O MAS contesta os resultados em alguns distritos eleitorais, alegando que sua vitória foi ainda mais expressiva. O próprio Evo reclamou a renúncia de alguns dos membros da Corte Eleitoral, e disse que seu partido ganhou "de goleada", inclusive "do árbitro".

O resultado final oficial deve ser anunciado até o próximo dia 12. A data da posse será 22 de janeiro.

A assembléia popular

Ao visitar a Federação de Cooperativistas Mineiros, o líder de esquerda assinalou que um operário do setor deve ser ministro da Mineração e um sindicalista assumirá a pasta do Trabalho, e que cargos assim não devem mais ser ocupados por empresários. Ele defendeu também a presença em sua equipe de mulheres e representantes de outros movimentos sociais.

A assembléia popular de hoje foi convocada pelo MAS, por organizações sociais pró-Evo e parlamentares eleitos, para definir os parâmetros para a escolha dos ministros. Ela ocorrerá na cidade de Cochabamba, no centro da Bolívia, não para definir nomes, mas para definir os critérios de escolha. No presidencialismo boliviano, a nomeação dos ministros é atribuição do chefe de Estado.

Reestatização do petróleo e gás

Evo Morales confirmou a decisão de recuperar a propriedade estatal sobre os hicrocarbonetos (petróleo e gás) e submeter as multinacionais a novas regras.

"Necessitamos de sócios, mas não de patrões.
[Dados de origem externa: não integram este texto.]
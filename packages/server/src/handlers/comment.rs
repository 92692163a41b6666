use axum::Json;
use axum::extract::{Path, State};
use axum::http::StatusCode;
use axum::response::IntoResponse;
use sea_orm::*;
use tracing::instrument;

use crate::entity::{comment, user};
use crate::error::{AppError, ErrorBody};
use crate::extractors::auth::AuthUser;
use crate::extractors::json::AppJson;
use crate::models::comment::*;
use crate::models::shared::{FormResponse, UserSummary};
use crate::state::AppState;
use crate::utils::lookup::{find_comment, find_post};
use crate::utils::ownership::{Mutation, actions, authorize};

async fn creator_summary<C: ConnectionTrait>(db: &C, user_id: i32) -> Result<UserSummary, AppError> {
    Ok(user::Entity::find_by_id(user_id)
        .one(db)
        .await?
        .as_ref()
        .map(UserSummary::from)
        .unwrap_or_else(|| UserSummary::unknown(user_id)))
}

#[utoipa::path(
    post,
    path = "/posts/{id}/comments",
    tag = "Comments",
    operation_id = "createComment",
    summary = "Comment on a resource",
    params(("id" = i32, Path, description = "Post ID")),
    request_body = CommentRequest,
    responses(
        (status = 201, description = "Comment created", body = CommentResponse),
        (status = 400, description = "Validation error (VALIDATION_ERROR)", body = ErrorBody),
        (status = 404, description = "Post not found (NOT_FOUND)", body = ErrorBody),
    ),
)]
#[instrument(skip(state, auth_user, payload), fields(user_id = auth_user.user_id, post_id))]
pub async fn create_comment(
    auth_user: AuthUser,
    State(state): State<AppState>,
    Path(post_id): Path<i32>,
    AppJson(payload): AppJson<CommentRequest>,
) -> Result<impl IntoResponse, AppError> {
    validate_comment(&payload)?;
    find_post(&state.db, post_id).await?;

    let now = chrono::Utc::now();
    let new_comment = comment::ActiveModel {
        body: Set(payload.body.trim().to_string()),
        post_id: Set(post_id),
        user_id: Set(auth_user.user_id),
        created_at: Set(now),
        updated_at: Set(now),
        ..Default::default()
    };
    let model = new_comment.insert(&state.db).await?;

    let creator = creator_summary(&state.db, auth_user.user_id).await?;
    let links = actions(&auth_user, &model);
    Ok((
        StatusCode::CREATED,
        Json(CommentResponse::new(model, creator, links)),
    ))
}

#[utoipa::path(
    get,
    path = "/posts/{id}/comments/{comment_id}/edit",
    tag = "Comments",
    operation_id = "editCommentForm",
    summary = "Form for editing a comment",
    description = "Refused with `Cannot edit a comment you haven't created` for anyone but the creator.",
    params(
        ("id" = i32, Path, description = "Post ID"),
        ("comment_id" = i32, Path, description = "Comment ID"),
    ),
    responses(
        (status = 200, description = "Pre-filled form", body = FormResponse),
        (status = 403, description = "Not the creator (PERMISSION_DENIED)", body = ErrorBody),
        (status = 404, description = "Comment not found (NOT_FOUND)", body = ErrorBody),
    ),
)]
#[instrument(skip(state, auth_user), fields(post_id, comment_id))]
pub async fn edit_comment_form_handler(
    auth_user: AuthUser,
    State(state): State<AppState>,
    Path((post_id, comment_id)): Path<(i32, i32)>,
) -> Result<Json<FormResponse>, AppError> {
    let model = find_comment(&state.db, post_id, comment_id).await?;
    authorize(&auth_user, &model, Mutation::Edit)?;
    Ok(Json(edit_comment_form(&model)))
}

#[utoipa::path(
    patch,
    path = "/posts/{id}/comments/{comment_id}",
    tag = "Comments",
    operation_id = "updateComment",
    summary = "Edit a comment",
    description = "Only the creator may edit; others get `Cannot edit a comment you haven't created` and the comment is left untouched.",
    params(
        ("id" = i32, Path, description = "Post ID"),
        ("comment_id" = i32, Path, description = "Comment ID"),
    ),
    request_body = CommentRequest,
    responses(
        (status = 200, description = "Comment updated", body = CommentResponse),
        (status = 400, description = "Validation error (VALIDATION_ERROR)", body = ErrorBody),
        (status = 403, description = "Not the creator (PERMISSION_DENIED)", body = ErrorBody),
        (status = 404, description = "Comment not found (NOT_FOUND)", body = ErrorBody),
    ),
)]
#[instrument(skip(state, auth_user, payload), fields(post_id, comment_id))]
pub async fn update_comment(
    auth_user: AuthUser,
    State(state): State<AppState>,
    Path((post_id, comment_id)): Path<(i32, i32)>,
    AppJson(payload): AppJson<CommentRequest>,
) -> Result<Json<CommentResponse>, AppError> {
    let existing = find_comment(&state.db, post_id, comment_id).await?;
    authorize(&auth_user, &existing, Mutation::Edit)?;
    validate_comment(&payload)?;

    let mut active: comment::ActiveModel = existing.into();
    active.body = Set(payload.body.trim().to_string());
    active.updated_at = Set(chrono::Utc::now());
    let model = active.update(&state.db).await?;

    let creator = creator_summary(&state.db, model.user_id).await?;
    let links = actions(&auth_user, &model);
    Ok(Json(CommentResponse::new(model, creator, links)))
}

#[utoipa::path(
    delete,
    path = "/posts/{id}/comments/{comment_id}",
    tag = "Comments",
    operation_id = "deleteComment",
    summary = "Delete a comment",
    description = "Only the creator may delete; others get `Cannot delete a comment you haven't created` and the comment stays.",
    params(
        ("id" = i32, Path, description = "Post ID"),
        ("comment_id" = i32, Path, description = "Comment ID"),
    ),
    responses(
        (status = 204, description = "Comment deleted"),
        (status = 403, description = "Not the creator (PERMISSION_DENIED)", body = ErrorBody),
        (status = 404, description = "Comment not found (NOT_FOUND)", body = ErrorBody),
    ),
)]
#[instrument(skip(state, auth_user), fields(post_id, comment_id))]
pub async fn delete_comment(
    auth_user: AuthUser,
    State(state): State<AppState>,
    Path((post_id, comment_id)): Path<(i32, i32)>,
) -> Result<impl IntoResponse, AppError> {
    let existing = find_comment(&state.db, post_id, comment_id).await?;
    authorize(&auth_user, &existing, Mutation::Delete)?;

    comment::Entity::delete_by_id(existing.id)
        .exec(&state.db)
        .await?;
    Ok(StatusCode::NO_CONTENT)
}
Se eles se subordinam às normas bolivianas, [são] bemvindos como sócios, mas não podem ser os que controlam como donos", afirmou Evo, abrindo para as empresas de fora a perspectiva de prospectar e explorar zonas não tradicionais.

Mas o presidente eleito divergiu do prazo de 90 dias dado por líderes populares radicais para a efetivação da medida e o atendimento a outras reivin dicações populares. "Vamos conversar com esses dirigentes e respeitamos sua opiniao, mas recordamos que os movimentos sociais com capacidade de convocação, ou suas bases, estão com o MAS", argumentou.

"Talvez seja impossível remediar em cinco anos tudo que o neoliberalismo destroçou em mais de vinte anos", comentou o líder de origem indígena aymará. O MAS defende que as mudanças de fundo devem ficar a cargo de uma Assembléia Constituinte, a ser eleita em julhopróximo.